Clusterluck. Part 2
April 25, 2017
By Gonzalo López Martí – Creative director, etc. / LMMiami.com
- Business thrives in clusters.
- Promiscuity.
- Most industries operate like groups of stray cats in an alley: they might sound like they are fighting but they are in fact mating.
- A ckusterf*ck in the very best sense of the word.
- Let’s call it “clusterluck” (wink wink nudge nudge) or the sake of coining a catchy corporate jargon-friendly neologism.
- Forgive me for stating the obvious and using some off-color clichés (ironically of course).
- I’m doing so with a rhetorical purpose.
- It is funny how we must remind ourselves of these truths (or truisms) once and again.
- Particularly if an industry that badly needs innovation.

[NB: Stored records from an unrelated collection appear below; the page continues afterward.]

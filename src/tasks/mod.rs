// ==================== OPERATION CATALOG ====================
// Twelve independent operations over `users`, `articles` and `students`,
// run strictly one after another. A failing operation is logged and the
// sequence carries on; nothing is retried.

pub mod articles;
pub mod students;
pub mod users;

use crate::{
    database::MongoDB,
    models::{Article, HomeworkAverage, StudentTypeAverages, WorstHomework},
    utils::AppError,
};
use chrono::{DateTime, Utc};
use mongodb::bson::Document;
use mongodb::results::UpdateResult;
use serde::Serialize;
use std::fmt;
use std::time::{Duration, Instant};
use uuid::Uuid;

pub use articles::ArticleSeedSummary;

#[derive(Debug, Clone, Copy, Default, Serialize, PartialEq, Eq)]
pub struct UpdateCounts {
    pub matched: u64,
    pub modified: u64,
}

impl From<&UpdateResult> for UpdateCounts {
    fn from(result: &UpdateResult) -> Self {
        Self {
            matched: result.matched_count,
            modified: result.modified_count,
        }
    }
}

#[derive(Debug, Clone, Copy, PartialEq, Eq, Hash)]
pub enum Task {
    YoungestUsers,
    TagSkilledUsers,
    SeedSkills,
    ReplaceMatchedUser,
    RemoveTag,
    AddTag,
    DeleteSupportUsers,
    SeedArticles,
    SearchArticles,
    WorstHomework,
    HomeworkAverage,
    TypeAverages,
}

impl Task {
    /// Execution order. Tasks 4-7 rely on documents left by the earlier ones.
    pub const ALL: [Task; 12] = [
        Task::YoungestUsers,
        Task::TagSkilledUsers,
        Task::SeedSkills,
        Task::ReplaceMatchedUser,
        Task::RemoveTag,
        Task::AddTag,
        Task::DeleteSupportUsers,
        Task::SeedArticles,
        Task::SearchArticles,
        Task::WorstHomework,
        Task::HomeworkAverage,
        Task::TypeAverages,
    ];

    pub fn id(self) -> &'static str {
        match self {
            Task::YoungestUsers => "task1",
            Task::TagSkilledUsers => "task2",
            Task::SeedSkills => "task3",
            Task::ReplaceMatchedUser => "task4",
            Task::RemoveTag => "task5",
            Task::AddTag => "task6",
            Task::DeleteSupportUsers => "task7",
            Task::SeedArticles => "task8",
            Task::SearchArticles => "task9",
            Task::WorstHomework => "task10",
            Task::HomeworkAverage => "task11",
            Task::TypeAverages => "task12",
        }
    }

    pub fn description(self) -> &'static str {
        match self {
            Task::YoungestUsers => "five youngest users (firstName, lastName, age)",
            Task::TagSkilledUsers => "add empty skills to users aged 25-29 or tagged Engineering",
            Task::SeedSkills => "add js and git to the first user with skills",
            Task::ReplaceMatchedUser => "replace first john* user in CA with Jason Wood",
            Task::RemoveTag => "pull tag c from Jason Wood",
            Task::AddTag => "add tag b to Jason Wood if missing",
            Task::DeleteSupportUsers => "delete all Support users",
            Task::SeedArticles => "seed articles a, b, c and retag them",
            Task::SearchArticles => "find articles tagged super or tag2-a",
            Task::WorstHomework => "student with the worst homework score",
            Task::HomeworkAverage => "average homework score",
            Task::TypeAverages => "average score per type for each student",
        }
    }

    pub async fn execute(self, db: &MongoDB) -> Result<TaskOutput, AppError> {
        let output = match self {
            Task::YoungestUsers => TaskOutput::Users(users::youngest_users(db).await?),
            Task::TagSkilledUsers => TaskOutput::Updated(users::tag_skilled_users(db).await?),
            Task::SeedSkills => TaskOutput::SkillsSeeded(users::seed_skills(db).await?),
            Task::ReplaceMatchedUser => TaskOutput::Updated(users::replace_matched_user(db).await?),
            Task::RemoveTag => TaskOutput::Updated(users::remove_tag(db).await?),
            Task::AddTag => TaskOutput::Updated(users::add_tag(db).await?),
            Task::DeleteSupportUsers => TaskOutput::Deleted(users::delete_support_users(db).await?),
            Task::SeedArticles => {
                TaskOutput::ArticlesSeeded(articles::seed_and_retag_articles(db).await?)
            }
            Task::SearchArticles => TaskOutput::Articles(articles::search_articles(db).await?),
            Task::WorstHomework => TaskOutput::WorstHomework(students::worst_homework(db).await?),
            Task::HomeworkAverage => {
                TaskOutput::HomeworkAverage(students::homework_average(db).await?)
            }
            Task::TypeAverages => TaskOutput::TypeAverages(students::type_averages(db).await?),
        };

        Ok(output)
    }
}

impl fmt::Display for Task {
    fn fmt(&self, f: &mut fmt::Formatter<'_>) -> fmt::Result {
        write!(f, "{} ({})", self.id(), self.description())
    }
}

#[derive(Debug, Serialize)]
#[serde(tag = "kind", content = "result", rename_all = "snake_case")]
pub enum TaskOutput {
    Users(Vec<Document>),
    Updated(UpdateCounts),
    SkillsSeeded(Option<Document>),
    Deleted(u64),
    ArticlesSeeded(ArticleSeedSummary),
    Articles(Vec<Article>),
    WorstHomework(Option<WorstHomework>),
    HomeworkAverage(Option<HomeworkAverage>),
    TypeAverages(Vec<StudentTypeAverages>),
}

impl fmt::Display for TaskOutput {
    fn fmt(&self, f: &mut fmt::Formatter<'_>) -> fmt::Result {
        match self {
            TaskOutput::Users(users) => write!(f, "{} users", users.len()),
            TaskOutput::Updated(counts) => {
                write!(f, "matched {}, modified {}", counts.matched, counts.modified)
            }
            TaskOutput::SkillsSeeded(Some(user)) => {
                write!(f, "skills now {:?}", users::skills_of(user))
            }
            TaskOutput::SkillsSeeded(None) => write!(f, "no user updated"),
            TaskOutput::Deleted(count) => write!(f, "deleted {}", count),
            TaskOutput::ArticlesSeeded(summary) => write!(f, "{}", summary),
            TaskOutput::Articles(articles) => write!(f, "{} articles", articles.len()),
            TaskOutput::WorstHomework(Some(worst)) => {
                write!(f, "{} scored {}", worst.name, worst.worst_homework_score)
            }
            TaskOutput::WorstHomework(None) => write!(f, "no homework scores"),
            TaskOutput::HomeworkAverage(Some(avg)) => write!(f, "avg_score {:.2}", avg.avg_score),
            TaskOutput::HomeworkAverage(None) => write!(f, "no homework scores"),
            TaskOutput::TypeAverages(students) => match students.first().and_then(|s| s.best_average()) {
                Some(top) => write!(f, "{} students, top average {:.2}", students.len(), top),
                None => write!(f, "{} students", students.len()),
            },
        }
    }
}

// ==================== RUNNER ====================

#[derive(Debug)]
pub struct TaskOutcome {
    pub task: Task,
    pub error: Option<String>,
    pub elapsed: Duration,
}

#[derive(Debug)]
pub struct RunReport {
    pub run_id: Uuid,
    pub started_at: DateTime<Utc>,
    pub outcomes: Vec<TaskOutcome>,
}

impl RunReport {
    pub fn succeeded(&self) -> usize {
        self.outcomes.iter().filter(|o| o.error.is_none()).count()
    }

    pub fn failed(&self) -> Vec<&TaskOutcome> {
        self.outcomes.iter().filter(|o| o.error.is_some()).collect()
    }
}

/// Runs `tasks` in order. Every task is attempted exactly once whatever
/// happened to the previous ones.
pub async fn run_catalog(db: &MongoDB, tasks: &[Task]) -> RunReport {
    let run_id = Uuid::new_v4();
    let started_at = Utc::now();
    log::info!("🚀 Catalog run {} started ({} operations)", run_id, tasks.len());

    let mut outcomes = Vec::with_capacity(tasks.len());

    for &task in tasks {
        log::info!("▶️  {}", task);
        let start = Instant::now();

        let error = match task.execute(db).await {
            Ok(output) => {
                log::info!("   ✅ {}: {}", task.id(), output);
                match serde_json::to_string(&output) {
                    Ok(json) => log::debug!("   {} result: {}", task.id(), json),
                    Err(e) => log::debug!("   {} result not serializable: {}", task.id(), e),
                }
                None
            }
            Err(e) => {
                log::error!("   ❌ {}: {}", task.id(), e);
                Some(e.to_string())
            }
        };

        outcomes.push(TaskOutcome {
            task,
            error,
            elapsed: start.elapsed(),
        });
    }

    let report = RunReport {
        run_id,
        started_at,
        outcomes,
    };

    let elapsed = Utc::now().signed_duration_since(report.started_at);
    log::info!(
        "📊 Catalog run {} finished: {} succeeded, {} failed in {} ms",
        report.run_id,
        report.succeeded(),
        report.failed().len(),
        elapsed.num_milliseconds()
    );
    for outcome in report.failed() {
        log::warn!(
            "   {} failed after {} ms: {}",
            outcome.task.id(),
            outcome.elapsed.as_millis(),
            outcome.error.as_deref().unwrap_or_default()
        );
    }

    report
}

#[cfg(test)]
mod tests {
    use super::*;
    use std::collections::HashSet;

    #[test]
    fn test_catalog_order_and_ids() {
        let ids: Vec<&str> = Task::ALL.iter().map(|t| t.id()).collect();
        let expected: Vec<String> = (1..=12).map(|n| format!("task{}", n)).collect();
        assert_eq!(ids, expected);
    }

    #[test]
    fn test_descriptions_are_distinct() {
        let descriptions: HashSet<&str> = Task::ALL.iter().map(|t| t.description()).collect();
        assert_eq!(descriptions.len(), Task::ALL.len());
    }

    #[test]
    fn test_task_display() {
        assert_eq!(
            Task::DeleteSupportUsers.to_string(),
            "task7 (delete all Support users)"
        );
    }

    #[test]
    fn test_output_summaries() {
        let updated = TaskOutput::Updated(UpdateCounts { matched: 3, modified: 2 });
        assert_eq!(updated.to_string(), "matched 3, modified 2");

        assert_eq!(TaskOutput::Deleted(4).to_string(), "deleted 4");
        assert_eq!(TaskOutput::WorstHomework(None).to_string(), "no homework scores");
        assert_eq!(
            TaskOutput::HomeworkAverage(Some(HomeworkAverage { avg_score: 40.0 })).to_string(),
            "avg_score 40.00"
        );

        let seeded = TaskOutput::SkillsSeeded(Some(doc! {
            "_id": 1,
            "skills": ["js", "git"],
        }));
        assert_eq!(seeded.to_string(), "skills now [\"js\", \"git\"]");
        assert_eq!(TaskOutput::TypeAverages(vec![]).to_string(), "0 students");
    }

    #[test]
    fn test_output_serializes_with_kind_tag() {
        let json = serde_json::to_value(TaskOutput::Deleted(2)).unwrap();
        assert_eq!(json, serde_json::json!({ "kind": "deleted", "result": 2 }));
    }

    #[test]
    fn test_report_counts() {
        let report = RunReport {
            run_id: Uuid::new_v4(),
            started_at: Utc::now(),
            outcomes: vec![
                TaskOutcome { task: Task::YoungestUsers, error: None, elapsed: Duration::ZERO },
                TaskOutcome {
                    task: Task::TagSkilledUsers,
                    error: Some("Database error: boom".into()),
                    elapsed: Duration::ZERO,
                },
                TaskOutcome { task: Task::SeedSkills, error: None, elapsed: Duration::ZERO },
            ],
        };

        assert_eq!(report.succeeded(), 2);
        let failed = report.failed();
        assert_eq!(failed.len(), 1);
        assert_eq!(failed[0].task, Task::TagSkilledUsers);
    }

    // ==================== LIVE ====================

    use crate::database::testing::{drop_test_database, test_database};
    use crate::database::{ARTICLES, USERS};
    use crate::seeds::sample_data_seed::seed_sample_data;
    use mongodb::bson::{doc, Document};

    #[tokio::test]
    #[ignore] // Requires MongoDB to be running
    async fn test_full_catalog_on_sample_data() {
        let db = test_database().await;
        seed_sample_data(&db).await.unwrap();

        let report = run_catalog(&db, &Task::ALL).await;
        assert_eq!(report.outcomes.len(), 12);
        assert!(report.failed().is_empty(), "failures: {:?}", report.failed());

        let support = db
            .collection::<Document>(USERS)
            .count_documents(doc! { "department": "Support" })
            .await
            .unwrap();
        assert_eq!(support, 0);

        let articles = db
            .collection::<Document>(ARTICLES)
            .count_documents(doc! {})
            .await
            .unwrap();
        assert_eq!(articles, 3);

        drop_test_database(db).await;
    }

    #[tokio::test]
    #[ignore] // Requires MongoDB to be running
    async fn test_failure_does_not_stop_sequence() {
        let db = test_database().await;
        // A non-array `tags` makes $pull fail on the server
        db.collection::<Document>(USERS)
            .insert_one(doc! { "firstName": "Jason", "lastName": "Wood", "tags": "not-an-array" })
            .await
            .unwrap();

        let tasks = [Task::RemoveTag, Task::YoungestUsers, Task::HomeworkAverage];
        let report = run_catalog(&db, &tasks).await;

        assert_eq!(report.outcomes.len(), 3);
        assert_eq!(report.failed().len(), 1);
        assert_eq!(report.failed()[0].task, Task::RemoveTag);

        drop_test_database(db).await;
    }
}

- Cuz, let’s face it, you hardly will get any disruptive new thinking from the WPPs, Omnicoms or Publicis of this world.
- They are not in the business of innovating, as much as they claim otherwise.
- They are legacy brands with legacy biz models.
- They will never admit it but they regard innovation as friction.
- If anything, their innovation boils down to cutting costs behind their clients’ backs.
- A race to the bottom to inoculate themselves -only temporarily in most cases- against the nasty law of diminishing returns that dangles over the head of pretty much all business models based on hourly fees.
- Madison Avenue needs little startups to scoop them up and absorb their rejuvenating blood.
- Because here’s a dirty little secret (conveniently protected by ironclad NDAs and NonCompete agreements)
- An awful lot of the work your big international agency is pitching you as its own actually comes white-labelled from little boutiques like López Martí Miami.
- It is a mutually beneficial arrangement.
- They have the access, we have the ideas.
- The proverbial win-win.
- They are just middlemen, essentially buying it from us and selling it to you with a substantial mark up.
- Until one day, they decide to buy us altogether.
- It is a natural part of the cycle.
- Eventually, clusters undergo consolidation waves.
- A big dog usually buys up the smaller ones.
- Or a big cat, if you will
- Until it collapses under its own weight and becomes the fertilizer that’ll allow the process to begin again in full atomized mode.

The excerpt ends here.